When I was five, I learned the Aleph-Bet.
It was easy. I understood it.

The shapes and the sounds
And even the stories.
I remember my favorite.

The one about Bet and Vet.

Two brothers. Born identical twins. Both Bet’s at first.
Then one Bet lost his belly button
Because it flew out of the window
In a car accident.

That made him different. He became a Vet.
Not like his brother anymore.

When I got older. Someone told me
That the letters were more than just stories and sounds

They were
Building blocks. Essence.
The foundation of a world

Not so easy to understand anymore.

And they showed me
How each letter contains a universe inside.
A spark. A shimmer of light. A little piece of G-d.

I learned that like a computer program.
Of bits and bytes. Running behind the scenes of creation.
Floats a universe. Not of 0’s and 1’s.
But of aleph’s and bet’s and gimmel’s and daled’s

Each sound. Each vowel
A universe from G-d. Or at least a part of it.
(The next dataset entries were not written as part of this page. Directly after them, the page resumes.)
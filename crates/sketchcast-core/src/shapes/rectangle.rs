//! Rectangle shape.

use super::{InteractionFlags, SerializableColor, ShapeId, ShapeStyle, ShapeTrait, rotation_about};
use kurbo::{Affine, BezPath, Point, Rect, RoundedRect, Shape as KurboShape};
use serde::{Deserialize, Serialize};
use uuid::Uuid;

/// A rectangle with optional rounded corners.
#[derive(Debug, Clone, PartialEq, Serialize, Deserialize)]
pub struct Rectangle {
    pub(crate) id: ShapeId,
    /// Top-left corner position (before rotation).
    pub position: Point,
    /// Width of the rectangle.
    pub width: f64,
    /// Height of the rectangle.
    pub height: f64,
    /// Corner radius (0 = sharp corners).
    pub corner_radius: f64,
    /// Rotation angle in radians (around center).
    #[serde(default)]
    pub rotation: f64,
    /// Style properties.
    pub style: ShapeStyle,
    #[serde(default)]
    pub flags: InteractionFlags,
}

impl Rectangle {
    /// Create a new rectangle.
    pub fn new(position: Point, width: f64, height: f64) -> Self {
        Self {
            id: Uuid::new_v4(),
            position,
            width,
            height,
            corner_radius: 0.0,
            rotation: 0.0,
            style: ShapeStyle::default(),
            flags: InteractionFlags::default(),
        }
    }

    /// The toolbar's default rectangle: 120×80 at (100, 100), indigo outline.
    pub fn default_shape() -> Self {
        let mut rect = Self::new(Point::new(100.0, 100.0), 120.0, 80.0);
        rect.corner_radius = 8.0;
        rect.style = ShapeStyle::new(
            SerializableColor::new(0x63, 0x66, 0xf1, 255),
            2.0,
            Some(SerializableColor::new(0xe0, 0xe7, 0xff, 255)),
        );
        rect
    }

    /// Create a rectangle from two corner points.
    pub fn from_corners(p1: Point, p2: Point) -> Self {
        let min_x = p1.x.min(p2.x);
        let min_y = p1.y.min(p2.y);
        let width = (p2.x - p1.x).abs();
        let height = (p2.y - p1.y).abs();

        Self::new(Point::new(min_x, min_y), width, height)
    }

    /// Get the unrotated rectangle as a kurbo Rect.
    pub fn as_rect(&self) -> Rect {
        Rect::new(
            self.position.x,
            self.position.y,
            self.position.x + self.width,
            self.position.y + self.height,
        )
    }

    fn rotation_transform(&self) -> Affine {
        rotation_about(self.as_rect().center(), self.rotation)
    }
}

impl ShapeTrait for Rectangle {
    fn id(&self) -> ShapeId {
        self.id
    }

    fn bounds(&self) -> Rect {
        if self.rotation == 0.0 {
            self.as_rect()
        } else {
            self.to_path().bounding_box()
        }
    }

    fn hit_test(&self, point: Point, tolerance: f64) -> bool {
        let local = self.rotation_transform().inverse() * point;
        let rect = self.as_rect();
        if self.style.fill_color.is_some() {
            rect.inflate(tolerance, tolerance).contains(local)
        } else {
            // Outline only: hit on the border
            let margin = tolerance + self.style.stroke_width / 2.0;
            let outer = rect.inflate(margin, margin);
            let inner = rect.inflate(-margin, -margin);
            outer.contains(local) && !inner.contains(local)
        }
    }

    fn to_path(&self) -> BezPath {
        let path = if self.corner_radius > 0.0 {
            RoundedRect::from_rect(self.as_rect(), self.corner_radius).to_path(0.1)
        } else {
            self.as_rect().to_path(0.1)
        };
        if self.rotation == 0.0 {
            path
        } else {
            self.rotation_transform() * path
        }
    }

    fn style(&self) -> &ShapeStyle {
        &self.style
    }

    fn style_mut(&mut self) -> &mut ShapeStyle {
        &mut self.style
    }

    fn transform(&mut self, affine: Affine) {
        self.position = affine * self.position;
        // Translation and axis scale only; rotation lives in `rotation`.
        let scale = affine.as_coeffs();
        self.width *= scale[0].abs();
        self.height *= scale[3].abs();
    }
}

#[cfg(test)]
mod tests {
    use super::*;
    use std::f64::consts::FRAC_PI_2;

    #[test]
    fn test_rectangle_creation() {
        let rect = Rectangle::new(Point::new(10.0, 20.0), 100.0, 50.0);
        assert!((rect.position.x - 10.0).abs() < f64::EPSILON);
        assert!((rect.position.y - 20.0).abs() < f64::EPSILON);
        assert!((rect.width - 100.0).abs() < f64::EPSILON);
        assert!((rect.height - 50.0).abs() < f64::EPSILON);
    }

    #[test]
    fn test_rectangle_from_corners() {
        let rect = Rectangle::from_corners(Point::new(100.0, 100.0), Point::new(50.0, 50.0));
        assert!((rect.position.x - 50.0).abs() < f64::EPSILON);
        assert!((rect.width - 50.0).abs() < f64::EPSILON);
    }

    #[test]
    fn test_default_shape() {
        let rect = Rectangle::default_shape();
        assert_eq!(rect.style.fill_color.unwrap().to_hex(), "#e0e7ff");
        assert_eq!(rect.style.stroke_color.to_hex(), "#6366f1");
        assert!((rect.corner_radius - 8.0).abs() < f64::EPSILON);
    }

    #[test]
    fn test_hit_test() {
        let mut rect = Rectangle::new(Point::new(0.0, 0.0), 100.0, 100.0);
        rect.style.fill_color = Some(SerializableColor::white());
        assert!(rect.hit_test(Point::new(50.0, 50.0), 0.0));
        assert!(!rect.hit_test(Point::new(150.0, 50.0), 0.0));
        assert!(rect.hit_test(Point::new(105.0, 50.0), 10.0));
    }

    #[test]
    fn test_rotated_bounds() {
        let mut rect = Rectangle::new(Point::new(0.0, 0.0), 100.0, 50.0);
        rect.rotation = FRAC_PI_2;
        let bounds = rect.bounds();
        assert!((bounds.width() - 50.0).abs() < 1e-6);
        assert!((bounds.height() - 100.0).abs() < 1e-6);
    }
}
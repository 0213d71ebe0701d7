//! `Workbench`: the object the page's toolbar, panels and canvas element talk to.

use crate::canvas2d::Canvas2dRenderer;
use crate::fetch::{FetchTransport, fetch_bytes};
use crate::frame_loop::FrameLoop;
use crate::media::WebMediaBackend;
use crate::shortcuts::{ShortcutAction, ShortcutRegistry};
use crate::storage::LocalStorageCredentialStore;
use crate::timer::IntervalTimer;
use crate::video;
use kurbo::{Point, Rect};
use serde::Deserialize;
use sketchcast_core::api::{ApiConfig, PromptParams, StreamApi};
use sketchcast_core::background::{BackgroundError, BitmapSource};
use sketchcast_core::context_menu::{MenuAction, MenuLayout, PointerTarget};
use sketchcast_core::session::{AppSession, UserIdentity, Workspace};
use sketchcast_core::shapes::{ImageFormat, InitialGeometry, SerializableColor};
use sketchcast_core::status::StatusMonitor;
use sketchcast_core::stream::{StreamConfig, WhipSession};
use sketchcast_core::tools::ToolKind;
use sketchcast_core::upload::{MediaKind, RemoteSource, classify_remote_url, validate_upload};
use sketchcast_core::{Canvas, CanvasConfig};
use sketchcast_render::{RenderContext, Renderer};
use std::cell::RefCell;
use std::rc::Rc;
use wasm_bindgen::prelude::*;
use wasm_bindgen_futures::{future_to_promise, spawn_local};
use web_sys::HtmlCanvasElement;
use web_time::Instant;

/// Status heartbeat; the monitor decides when a poll is due.
const STATUS_TICK_MS: i32 = 1000;

#[derive(Debug, Default, Deserialize)]
#[serde(default)]
struct WorkbenchConfig {
    canvas: CanvasConfig,
    stream: StreamConfig,
    api: ApiConfig,
}

struct Surface {
    canvas: Canvas,
    renderer: Canvas2dRenderer,
    scale_factor: f64,
}

impl Surface {
    fn redraw(&mut self) {
        if !self.canvas.take_render_request() {
            return;
        }
        let ctx = RenderContext::new(&self.canvas).with_scale_factor(self.scale_factor);
        if let Err(e) = self.renderer.build_scene(&ctx) {
            log::error!("Render failed: {}", e);
        }
    }
}

type Session = WhipSession<WebMediaBackend, Rc<FetchTransport>>;
type Monitor = StatusMonitor<StreamApi<FetchTransport>>;

fn to_js(e: impl std::fmt::Display) -> JsValue {
    JsValue::from_str(&e.to_string())
}

#[wasm_bindgen]
pub struct Workbench {
    surface: Rc<RefCell<Surface>>,
    session: Rc<Session>,
    api: Rc<StreamApi<FetchTransport>>,
    monitor: Rc<RefCell<Monitor>>,
    frame_loop: Rc<FrameLoop>,
    workspace: Option<Workspace>,
    _status_timer: Option<IntervalTimer>,
}
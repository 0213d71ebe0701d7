//! Keyboard shortcut registry and dispatch.

/// What a shortcut does.
#[derive(Debug, Clone, Copy, PartialEq, Eq)]
pub enum ShortcutAction {
    Undo,
    Redo,
    DeleteSelection,
    Duplicate,
    Escape,
}

/// A keyboard shortcut definition.
#[derive(Debug, Clone)]
pub struct Shortcut {
    pub key: &'static str,
    pub ctrl: bool,
    pub shift: bool,
    pub action: ShortcutAction,
    pub description: &'static str,
}

impl Shortcut {
    pub const fn new(
        key: &'static str,
        ctrl: bool,
        shift: bool,
        action: ShortcutAction,
        description: &'static str,
    ) -> Self {
        Self {
            key,
            ctrl,
            shift,
            action,
            description,
        }
    }

    /// Format the shortcut for display (e.g., "Ctrl+Z").
    pub fn format(&self) -> String {
        let mut parts = Vec::new();
        if self.ctrl {
            parts.push("Ctrl");
        }
        if self.shift {
            parts.push("Shift");
        }
        parts.push(self.key);
        parts.join("+")
    }

    fn matches(&self, key: &str, ctrl: bool, shift: bool) -> bool {
        self.key.eq_ignore_ascii_case(key) && self.ctrl == ctrl && self.shift == shift
    }
}

/// Registry of all keyboard shortcuts.
pub struct ShortcutRegistry;

impl ShortcutRegistry {
    /// Get all registered shortcuts.
    pub fn all() -> Vec<Shortcut> {
        use ShortcutAction::*;
        vec![
            Shortcut::new("Z", true, false, Undo, "Undo"),
            Shortcut::new("Z", true, true, Redo, "Redo"),
            Shortcut::new("Y", true, false, Redo, "Redo"),
            Shortcut::new("D", true, false, Duplicate, "Duplicate selection"),
            Shortcut::new("Delete", false, false, DeleteSelection, "Delete selection"),
            Shortcut::new("Backspace", false, false, DeleteSelection, "Delete selection"),
            Shortcut::new("Escape", false, false, Escape, "Clear selection"),
        ]
    }

    /// Resolve a key press. `ctrl` covers Cmd on macOS.
    pub fn lookup(key: &str, ctrl: bool, shift: bool) -> Option<ShortcutAction> {
        Self::all()
            .into_iter()
            .find(|s| s.matches(key, ctrl, shift))
            .map(|s| s.action)
    }
}
//! Text objects, including comment bubbles.

use super::{InteractionFlags, SerializableColor, ShapeId, ShapeStyle, ShapeTrait, rotation_about};
use kurbo::{Affine, BezPath, Point, Rect, Shape as KurboShape};
use serde::{Deserialize, Serialize};
use uuid::Uuid;

/// An editable text box. Glyph color is `style.fill_color`.
#[derive(Debug, Clone, PartialEq, Serialize, Deserialize)]
pub struct Text {
    pub(crate) id: ShapeId,
    /// Top-left corner position.
    pub position: Point,
    pub content: String,
    pub font_size: f64,
    pub font_family: String,
    /// Rotation angle in radians (around center).
    #[serde(default)]
    pub rotation: f64,
    /// Box painted behind the glyphs.
    #[serde(default)]
    pub background: Option<SerializableColor>,
    /// Inner padding between the background box and the glyphs.
    #[serde(default)]
    pub padding: f64,
    pub style: ShapeStyle,
    #[serde(default)]
    pub flags: InteractionFlags,
}

impl Text {
    pub const DEFAULT_FONT_SIZE: f64 = 24.0;
    pub const DEFAULT_FONT_FAMILY: &'static str = "sans-serif";

    /// Create a new text object with default styling (near-black glyphs).
    pub fn new(position: Point, content: String) -> Self {
        Self {
            id: Uuid::new_v4(),
            position,
            content,
            font_size: Self::DEFAULT_FONT_SIZE,
            font_family: Self::DEFAULT_FONT_FAMILY.to_string(),
            rotation: 0.0,
            background: None,
            padding: 0.0,
            style: ShapeStyle::new(
                SerializableColor::transparent(),
                0.0,
                Some(SerializableColor::new(0x11, 0x18, 0x27, 255)),
            ),
            flags: InteractionFlags::default(),
        }
    }

    /// A comment bubble: small dark glyphs on a padded white box.
    pub fn comment(position: Point, content: String) -> Self {
        let mut text = Self::new(position, content).with_font_size(14.0);
        text.style.fill_color = Some(SerializableColor::new(0x37, 0x41, 0x51, 255));
        text.background = Some(SerializableColor::white());
        text.padding = 8.0;
        text
    }

    pub fn with_font_size(mut self, size: f64) -> Self {
        self.font_size = size;
        self
    }

    pub fn set_content(&mut self, content: String) {
        self.content = content;
    }

    pub fn content(&self) -> &str {
        &self.content
    }

    /// Glyph color.
    pub fn color(&self) -> SerializableColor {
        self.style.fill_color.unwrap_or_else(SerializableColor::black)
    }

    /// Approximate width based on character count and font size.
    pub fn approximate_width(&self) -> f64 {
        let max_line_len = self
            .content
            .lines()
            .map(|line| line.chars().count())
            .max()
            .unwrap_or(0);
        max_line_len as f64 * self.font_size * 0.55
    }

    /// Approximate height based on font size and number of lines.
    pub fn approximate_height(&self) -> f64 {
        let mut line_count = self.content.lines().count().max(1);
        if self.content.ends_with('\n') {
            line_count += 1;
        }
        line_count as f64 * self.font_size * 1.2
    }

    /// Unrotated box including padding.
    pub fn box_rect(&self) -> Rect {
        let width = self.approximate_width().max(20.0) + self.padding * 2.0;
        let height = self.approximate_height() + self.padding * 2.0;
        Rect::new(
            self.position.x,
            self.position.y,
            self.position.x + width,
            self.position.y + height,
        )
    }

    fn rotation_transform(&self) -> Affine {
        rotation_about(self.box_rect().center(), self.rotation)
    }
}

impl ShapeTrait for Text {
    fn id(&self) -> ShapeId {
        self.id
    }

    fn bounds(&self) -> Rect {
        if self.rotation == 0.0 {
            self.box_rect()
        } else {
            self.to_path().bounding_box()
        }
    }

    fn hit_test(&self, point: Point, tolerance: f64) -> bool {
        let local = self.rotation_transform().inverse() * point;
        self.box_rect().inflate(tolerance, tolerance).contains(local)
    }

    fn to_path(&self) -> BezPath {
        // Text has no outline; the box stands in for selection and hit testing
        let path = self.box_rect().to_path(0.1);
        if self.rotation == 0.0 {
            path
        } else {
            self.rotation_transform() * path
        }
    }

    fn style(&self) -> &ShapeStyle {
        &self.style
    }

    fn style_mut(&mut self) -> &mut ShapeStyle {
        &mut self.style
    }

    fn transform(&mut self, affine: Affine) {
        self.position = affine * self.position;
        let coeffs = affine.as_coeffs();
        let scale = (coeffs[0].abs() + coeffs[3].abs()) / 2.0;
        if (scale - 1.0).abs() > 0.01 {
            self.font_size *= scale;
            self.padding *= scale;
        }
    }
}

#[cfg(test)]
mod tests {
    use super::*;

    #[test]
    fn test_text_creation() {
        let text = Text::new(Point::new(10.0, 20.0), "Hello".to_string());
        assert_eq!(text.content(), "Hello");
        assert!((text.font_size - 24.0).abs() < f64::EPSILON);
        assert_eq!(text.color().to_hex(), "#111827");
    }

    #[test]
    fn test_comment_style() {
        let comment = Text::comment(Point::ZERO, "Add comment...".to_string());
        assert!((comment.font_size - 14.0).abs() < f64::EPSILON);
        assert_eq!(comment.background, Some(SerializableColor::white()));
        assert_eq!(comment.color().to_hex(), "#374151");
        assert!(comment.box_rect().height() > comment.approximate_height());
    }

    #[test]
    fn test_multiline_bounds() {
        let text = Text::new(Point::ZERO, "ab\nabcd".to_string());
        let bounds = text.bounds();
        assert!((bounds.height() - 2.0 * 24.0 * 1.2).abs() < 1e-9);
        assert!((bounds.width() - 4.0 * 24.0 * 0.55).abs() < 1e-9);
    }

    #[test]
    fn test_hit_test() {
        let text = Text::new(Point::new(0.0, 0.0), "Hello".to_string());
        assert!(text.hit_test(Point::new(5.0, 5.0), 0.0));
        assert!(!text.hit_test(Point::new(500.0, 5.0), 0.0));
    }
}
//! First-frame extraction for video backgrounds.

use crate::fetch::js_error;
use base64::Engine;
use base64::engine::general_purpose::STANDARD;
use sketchcast_core::background::{BackgroundError, BitmapSource};
use sketchcast_core::shapes::ImageFormat;
use wasm_bindgen::closure::Closure;
use wasm_bindgen::{JsCast, JsValue};
use wasm_bindgen_futures::JsFuture;
use web_sys::{Blob, BlobPropertyBag, CanvasRenderingContext2d, HtmlCanvasElement, HtmlVideoElement, Url};

fn decode_error(value: JsValue) -> BackgroundError {
    BackgroundError::Decode(js_error(&value))
}

/// Decode the first frame of an in-memory video file.
pub async fn first_frame_of_bytes(mime: &str, bytes: &[u8]) -> Result<BitmapSource, BackgroundError> {
    let parts = js_sys::Array::new();
    parts.push(&js_sys::Uint8Array::from(bytes));
    let options = BlobPropertyBag::new();
    options.set_type(mime);
    let blob = Blob::new_with_u8_array_sequence_and_options(&parts, &options).map_err(decode_error)?;
    let url = Url::create_object_url_with_blob(&blob).map_err(decode_error)?;
    let frame = first_frame(&url).await;
    let _ = Url::revoke_object_url(&url);
    frame
}

/// Load `src` into a detached video element and grab its first frame as PNG.
pub async fn first_frame(src: &str) -> Result<BitmapSource, BackgroundError> {
    let document = web_sys::window()
        .and_then(|w| w.document())
        .ok_or_else(|| BackgroundError::Decode("No document".to_string()))?;
    let video: HtmlVideoElement = document
        .create_element("video")
        .map_err(decode_error)?
        .dyn_into()
        .map_err(|_| BackgroundError::Decode("not a video element".to_string()))?;
    video.set_muted(true);
    video.set_preload("auto");
    video.set_cross_origin(Some("anonymous"));

    let loaded = js_sys::Promise::new(&mut |resolve, reject| {
        let on_loaded = Closure::once_into_js(move || {
            let _ = resolve.call0(&JsValue::NULL);
        });
        let on_error = Closure::once_into_js(move || {
            let _ = reject.call1(&JsValue::NULL, &JsValue::from_str("video failed to load"));
        });
        video.set_onloadeddata(Some(on_loaded.unchecked_ref()));
        video.set_onerror(Some(on_error.unchecked_ref()));
    });
    video.set_src(src);
    JsFuture::from(loaded).await.map_err(decode_error)?;

    let (width, height) = (video.video_width(), video.video_height());
    if width == 0 || height == 0 {
        return Err(BackgroundError::Empty);
    }
    let canvas: HtmlCanvasElement = document
        .create_element("canvas")
        .map_err(decode_error)?
        .dyn_into()
        .map_err(|_| BackgroundError::Decode("not a canvas element".to_string()))?;
    canvas.set_width(width);
    canvas.set_height(height);
    let ctx: CanvasRenderingContext2d = canvas
        .get_context("2d")
        .map_err(decode_error)?
        .ok_or(BackgroundError::UnsupportedFormat)?
        .dyn_into()
        .map_err(|_| BackgroundError::UnsupportedFormat)?;
    ctx.draw_image_with_html_video_element(&video, 0.0, 0.0)
        .map_err(decode_error)?;

    let data_url = canvas.to_data_url_with_type("image/png").map_err(decode_error)?;
    let encoded = data_url
        .split_once(',')
        .map(|(_, data)| data)
        .ok_or_else(|| BackgroundError::Decode("malformed data URL".to_string()))?;
    let png = STANDARD
        .decode(encoded)
        .map_err(|e| BackgroundError::Decode(e.to_string()))?;
    log::debug!("Captured {}x{} video frame", width, height);
    Ok(BitmapSource::from_frame(ImageFormat::Png, png, width, height))
}
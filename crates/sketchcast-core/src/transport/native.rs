//! Blocking `ureq` transport for native builds (tests, tools).

use super::{BoxFuture, HttpRequest, HttpResponse, HttpTransport, Method, TransportError};

/// Runs requests synchronously inside the returned future, like the file storage
/// backend does its IO.
#[derive(Debug, Clone)]
pub struct UreqTransport {
    agent: ureq::Agent,
}

impl UreqTransport {
    pub fn new() -> Self {
        Self {
            agent: ureq::AgentBuilder::new()
                .timeout(std::time::Duration::from_secs(30))
                .build(),
        }
    }

    fn execute(&self, request: HttpRequest) -> Result<HttpResponse, TransportError> {
        let mut req = self.agent.request(request.method.as_str(), &request.url);
        for (name, value) in &request.headers {
            req = req.set(name, value);
        }
        let result = match (&request.method, request.body) {
            (Method::Get | Method::Delete, None) => req.call(),
            (_, Some(body)) => req.send_string(&body),
            (Method::Post, None) => req.send_string(""),
        };
        let response = match result {
            Ok(response) => response,
            // Non-2xx responses are still responses
            Err(ureq::Error::Status(_, response)) => response,
            Err(ureq::Error::Transport(e)) => return Err(TransportError::Network(e.to_string())),
        };

        let status = response.status();
        let status_text = response.status_text().to_string();
        let headers = response
            .headers_names()
            .into_iter()
            .filter_map(|name| {
                let value = response.header(&name)?.to_string();
                Some((name, value))
            })
            .collect();
        let body = response
            .into_string()
            .map_err(|e| TransportError::Body(e.to_string()))?;
        Ok(HttpResponse {
            status,
            status_text,
            headers,
            body,
        })
    }
}

impl Default for UreqTransport {
    fn default() -> Self {
        Self::new()
    }
}

impl HttpTransport for UreqTransport {
    fn send(&self, request: HttpRequest) -> BoxFuture<'_, Result<HttpResponse, TransportError>> {
        Box::pin(async move {
            log::debug!("{} {}", request.method.as_str(), request.url);
            self.execute(request)
        })
    }
}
And when it started to make sense again
They told me more.

How every person is part of a letter
Each soul, a piece of that foundation
Each element within each person
Contains a spark of the essence of creation

A piece of G-d.

And then they said that a Sefer Torah
Is no longer complete if one letter is
Missing. Just one.

Just like the world.
When one letter doesn’t fulfill its function.
There are bugs in the program.

It won’t work as intended.

So I wonder,
What letter am I?
And does it really matter

If I’m an aleph or a tav
A zayin or a raish
If I open the world, or close it
Or live somewhere tucked away in the middle.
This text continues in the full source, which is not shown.